One by one, I called on them in their rooms. These were not the normal students of college age, but returnees from the war—sophisticated and mainly ex-officers of various ranks. But I spoke boldly. If I knew the one I was visiting had no saving faith or a very weak one, I spoke to him as either lost and going to hell or obviously with some inhibiting sin blocking Christian growth.
The results were phenomenal for those days, though very different from the present thrilling responses in the student world. About 16 took various steps in accepting and committing their lives to Christ. This was “news” among our CICCU friends, and they asked me to meet with them and tell more about it. I did, and as I did, once again that inner voice spoke clearly to me. “Should not every university and college in Britain, and then in the world, have some kind of union of Christian students like the CICCU?”
Might it not be possible, even before I sailed for the Congo, to arrange some get-together where some of us in the CICCU could meet with some from other universities? I turned to two of my special friends—Clarence Foster, later Secretary of the Keswick Convention, and Leslie Sutton, who later joined us in the Congo—and asked if they would meet me in Leslie’s room in Queens. Even in these last weeks before Christmas, could they get the loan of a hall in London and ask others from Oxford and London and Durham Universities to join us in a first InterVarsity Conference? They agreed, and about 60 of us gathered.
What I only dimly realized then was that this was the birth of a worldwide movement in the colleges of the world. What actually happened was that it was agreed upon to have an annual InterVarsity Conference (IVC). This then became the beginnings of the InterVarsity Fellowship (IVF).
Dr. Douglas Johnson gave up his medical profession to become the first Secretary, and really developer, of what is now so strongly established all over Britain. Dr. Howard Guiness did the same in Canada and Australia, as did Stacey Woods in the USA under the title IVCF (InterVarsity Christian Fellowship).
Now throughout the colleges of every nation, students gather under the title of InterVarsity Fellowship of Evangelical Unions (IVFEU). Many thousands of students have been brought to Christ and built up in the Word and Spirit these 65 years, since we had that first InterVarsity Conference in London in 1919!

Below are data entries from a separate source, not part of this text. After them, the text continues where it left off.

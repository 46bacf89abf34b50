mod otp;
mod shared;
mod user;

use otp::InMemoryOtpRepo;
use sqlx::postgres::PgPoolOptions;
use std::sync::Arc;
use tracing::info;
use user::{InMemoryUserRepo, PostgresUserRepo};

pub use otp::IOtpRepo;
pub use user::IUserRepo;

#[derive(Clone)]
pub struct Repos {
    pub users: Arc<dyn IUserRepo>,
    /// Kept in memory for both stores
    pub otps: Arc<dyn IOtpRepo>,
}

impl Repos {
    pub async fn create_postgres(connection_string: &str) -> anyhow::Result<Self> {
        info!("DB CHECKING CONNECTION ...");
        let pool = PgPoolOptions::new()
            .max_connections(5)
            .connect(connection_string)
            .await?;
        info!("DB CHECKING CONNECTION ... [done]");

        info!("DB EXECUTING MIGRATION ...");
        sqlx::migrate!().run(&pool).await?;
        info!("DB EXECUTING MIGRATION ... [done]");

        Ok(Self {
            users: Arc::new(PostgresUserRepo::new(pool)),
            otps: Arc::new(InMemoryOtpRepo::new()),
        })
    }

    pub fn create_inmemory() -> Self {
        Self {
            users: Arc::new(InMemoryUserRepo::new()),
            otps: Arc::new(InMemoryOtpRepo::new()),
        }
    }
}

Behind it, as ever, there was the intercessory death by which, as Jesus said in John 12:24, a corn of wheat falls into the ground and dies, if it is to bring forth fruit. I did have that death in leaving my degree behind in order to hasten to the Congo. There was also the “obedience of faith” in which we refused to be linked to any Christian movement which did not have Christ crucified at its center, no matter how popular or widespread it was.

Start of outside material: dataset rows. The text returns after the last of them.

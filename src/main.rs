mod telemetry;

use battleboard_api::Application;
use battleboard_infra::setup_context;
use telemetry::{get_subscriber, init_subscriber};

#[actix_web::main]
async fn main() -> std::io::Result<()> {
    openssl_probe::init_ssl_cert_env_vars();

    let subscriber = get_subscriber("battleboard_server".into(), "info".into());
    init_subscriber(subscriber);

    let context = setup_context()
        .await
        .map_err(|e| std::io::Error::new(std::io::ErrorKind::Other, e.to_string()))?;

    let app = Application::new(context).await?;
    app.start().await
}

Amazingly today, in Cambridge, Oxford and many other universities, the evangelical unions are actually the biggest unions. They are larger than the debating, drama or sports unions; and students by the hundreds attend the weekly Bible sessions and Sunday evening evangelistic services. The formerly flourishing Student Christian Movement, without its firm Bible foundation, is almost nonexistent.
Nothing was schemed or planned or even foreseen, but there was simple absorption in gospel witness among students by all means then available. All “signs and wonders” which have followed have been by the direct guidances and leadership of the Spirit. But always there has been the “obedience of faith” in the present calling, accompanied by the death and resurrection intercessory process.